MONUMENTO EQUESTRE AL GATTAMELATA


Donatello si trasferì a Padova, dove stette per circa 10 anni. Donatello realizza,
davanti la Basilica di Sant’Antonio, una statua equestre. La statua rappresenta il
Gattamelata, chiamato Erasmo da Narnia ed era un condottiero che aveva
guidato delle spedizioni di Venezia. Il cavallo ha la zampa sollevata, e sotto
vi è una sfera di bronzo. La tecnica per costruire la statua è uguale a quella
utilizzata per la statua di Marco Aurelio sul Campidoglio, ovvero a cera persa.
Inoltre la statua, essendo ispirata a quella di Marco Aurelio, ne imita anche la
collocazione.
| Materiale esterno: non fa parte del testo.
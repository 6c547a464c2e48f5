//! Backoff policy applied between retries.
//!
//! Supports linear and exponential growth from a base delay.

use serde::{Deserialize, Serialize};
use std::time::Duration;

/// Smallest allowed base delay.
pub const MIN_BACKOFF: Duration = Duration::from_secs(10);

/// Largest delay ever applied, and the default cap.
pub const MAX_BACKOFF: Duration = Duration::from_secs(5 * 60 * 60);

/// Base delay used when a request does not set one.
pub const DEFAULT_BACKOFF: Duration = Duration::from_secs(30);

/// How the delay grows with each retry.
#[derive(Debug, Clone, Copy, Default, PartialEq, Eq, Serialize, Deserialize)]
#[serde(rename_all = "snake_case")]
pub enum BackoffKind {
    /// `base * n`
    Linear,
    /// `base * 2^(n-1)`
    #[default]
    Exponential,
}

/// Backoff policy for a job.
#[derive(Debug, Clone, Copy, PartialEq, Eq, Serialize, Deserialize)]
pub struct BackoffPolicy {
    pub kind: BackoffKind,

    /// Delay before the first retry.
    #[serde(with = "serde_millis")]
    pub delay: Duration,
}

impl BackoffPolicy {
    /// Linear backoff from `delay`.
    pub fn linear(delay: Duration) -> Self {
        Self {
            kind: BackoffKind::Linear,
            delay,
        }
    }

    /// Exponential backoff from `delay`.
    pub fn exponential(delay: Duration) -> Self {
        Self {
            kind: BackoffKind::Exponential,
            delay,
        }
    }

    /// Clamp the base delay into `[MIN_BACKOFF, MAX_BACKOFF]`.
    pub fn clamped(self) -> Self {
        let delay = self.delay.clamp(MIN_BACKOFF, MAX_BACKOFF);
        if delay != self.delay {
            tracing::warn!(
                requested = ?self.delay,
                applied = ?delay,
                "Backoff delay out of range, clamping"
            );
        }
        Self { delay, ..self }
    }

    /// Delay before retry number `retry` (1 for the first retry), capped at `cap`.
    pub fn delay_for(&self, retry: u32, cap: Duration) -> Duration {
        let retry = retry.max(1);
        let delay = match self.kind {
            BackoffKind::Linear => self.delay.checked_mul(retry),
            BackoffKind::Exponential => 2u32
                .checked_pow(retry - 1)
                .and_then(|factor| self.delay.checked_mul(factor)),
        };
        delay.map_or(cap, |d| d.min(cap))
    }
}

impl Default for BackoffPolicy {
    /// Exponential from 30 seconds.
    fn default() -> Self {
        Self::exponential(DEFAULT_BACKOFF)
    }
}

/// Serde helper for Duration serialization as whole milliseconds.
pub(crate) mod serde_millis {
    use serde::{Deserialize, Deserializer, Serialize, Serializer};
    use std::time::Duration;

    pub fn serialize<S>(duration: &Duration, serializer: S) -> Result<S::Ok, S::Error>
    where
        S: Serializer,
    {
        (duration.as_millis() as u64).serialize(serializer)
    }

    pub fn deserialize<'de, D>(deserializer: D) -> Result<Duration, D::Error>
    where
        D: Deserializer<'de>,
    {
        let millis = u64::deserialize(deserializer)?;
        Ok(Duration::from_millis(millis))
    }
}

/// Same as [`serde_millis`] for optional durations.
pub(crate) mod serde_millis_opt {
    use serde::{Deserialize, Deserializer, Serialize, Serializer};
    use std::time::Duration;

    pub fn serialize<S>(duration: &Option<Duration>, serializer: S) -> Result<S::Ok, S::Error>
    where
        S: Serializer,
    {
        duration.map(|d| d.as_millis() as u64).serialize(serializer)
    }

    pub fn deserialize<'de, D>(deserializer: D) -> Result<Option<Duration>, D::Error>
    where
        D: Deserializer<'de>,
    {
        let millis = Option::<u64>::deserialize(deserializer)?;
        Ok(millis.map(Duration::from_millis))
    }
}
Infatti la statua di Marco Aurelio era collocata inizialmente di fronte
alla Basilica di San Giovanni; e anche il Gattamelata è collocato davanti a una
basilica.

GIUDITTA E OLOFERNE
La statua rappresenta la storia che si trova nel libro di Giuditta, nell’Antico
Testamento. La storia racconta che la città di Betulia era governata dal tiranno
Oloferne, che viene ucciso da Giuditta. Giuditta era una vedova. Oloferne era
molto forte e nessuno era mai riuscito a ucciderlo. Allora quando Giuditta, che
faceva parte di una classe sociale bassa, si propose di ucciderlo, tutti la
derisero. Per ucciderlo, Giuditta sedusse il tiranno, lo fece ubriacare e
quando si appisolò durante la notte, Giuditta lo uccise. Giuditta, nella scultura, è
rappresentata fiera e orgogliosa. La statua, inoltre, è firmata.

MADDALENA PENITENTE
Questa statua è stata realizzata in legno. Si dice che Maddalena, quando si pentì
per la vita che aveva condotto, si rifugiò nel deserto e si fece crescere capelli
molto lunghi. Questi, infatti, vengono proprio scolpiti da Donatello nella statua,
anche se erroneamente sembrano essere dettagli del vestito. Inoltre, il volto di
Maddalena presenta molte rughe. Donatello, infatti, rappresenta quanto
fosse brutto il peccato da lei compiuto, rendendola brutta fisicamente e
soprattutto in volto. La scultura ci fa capire come Donatello, specialmente negli
ultimi anni della sua produzione, andava molto verso il realismo, e si
allontanava invece dal mondo classico.